Гулям, которого звали Нуш-тегин Новбати, из числа тех гулямов, коих привел эмир Махмуд в то время, когда имел свидание с Кадыр-ханом, был гулям, подобный сотне тысяч красавцев, краше и пригожей коего человека не видывали. Эмир Махмуд велел держать его в числе самых близких гулямов, ибо тот был еще мальчик и [эмир] задумал возвысить его до степени Аяза, умершего в Пушенге, потому что вдобавок к красивой внешности он был еще живой и веселого нрава. Когда Махмуд скончался, его сын Мухаммед, приехав в Газну и сев на престол, возвысил Нуш-тегина, повелел ему быть отведывателем[918] /410/ и виночерпием и подарил ему безмерно много добра[919]. Когда пора его царствования пришла, к концу, Нуш-тегина возвысил его брат, султан Мас'уд, до такой степени, что пожаловал ему [управление] области Гузтанан. К гуляму, к слуге, ставшему близким, приставили двух слуг, дабы они поочередно, ночью и днем, находились при нем. О всех его делах заботился служитель Икбаль Зарриндест, дворецкий[920].

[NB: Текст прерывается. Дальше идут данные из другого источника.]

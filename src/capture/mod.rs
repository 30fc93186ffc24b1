//! Capture-source boundary.
//!
//! The capture device is an external collaborator that pushes frames at
//! the pipeline through [`FrameListener::on_frame`]. The capacity contract
//! runs the other way: every `Ok` frame delivered must eventually be
//! returned to its owner exactly once, directly or through a forwarding
//! chain, or the capture source stalls for want of buffers.

pub mod mock;

use crate::buffer::FrameDescriptor;

/// Which stream a pushed frame belongs to; routing key for the pipeline.
#[derive(Debug, Clone, Copy, PartialEq, Eq)]
pub enum StreamKind {
    Preview,
    Video,
    Snapshot,
}

/// What the capture source is announcing alongside a descriptor.
#[derive(Debug, Clone, Copy, PartialEq, Eq)]
pub enum CaptureEvent {
    /// A frame to process.
    Frame,
    /// The driver dropped a frame; the descriptor is a placeholder.
    FrameDropped,
    /// The capture device reported an error on this stream.
    Error,
}

/// Push-style frame consumer implemented by the pipeline front door.
pub trait FrameListener: Send + Sync {
    fn on_frame(&self, frame: FrameDescriptor, stream: StreamKind, event: CaptureEvent);
}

По воле судьбы случилось так, что Бу На'им, недим, увлеченный разговорами об этом турке, на пиру часто украдкой на него поглядывал. Государь это заметил и намотал на ус. В тот день ненароком вышло так, что у Бу На'има еще не прошло ночное опьянение и у эмира тоже. Эмир дал Нуш-тегину пучок левкоев и белых лилий и сказал: «Передай Бу На'иму». Тот передал, а Бу На'им ущипнул пальцами Нуш-тегина за руку. «Что за непристойность щипать дерзкими пальцами за руку султанского гуляма!» — закричал Нуш-тегин. От этого эмир вспылил страшно и [только] господу богу, да славится поминание его, могло быть ведомо, как обстояло дело, ибо никто не в состоянии знать мысли и воображение царей. «Ты что же, — крикнул он Бу На'иму, — пришел к нам грешить с гулямами?!» Бу На'им ответил грубо, он был весьма резок: «Когда государь видел от меня подобное? Коль он мной наскучился, то можно найти повод [отделаться] более приятный, чем этот». Эмир пришел в ярость, приказал выволокнуть Бу На'има за ноги и запереть в келье, а Икбалю сказал: «Все, что у этой дерзкой собаки есть немого и говорящего, все отдаю Нуш-тегину!» Люди пошли, захватили его серай и отобрали все его богатства.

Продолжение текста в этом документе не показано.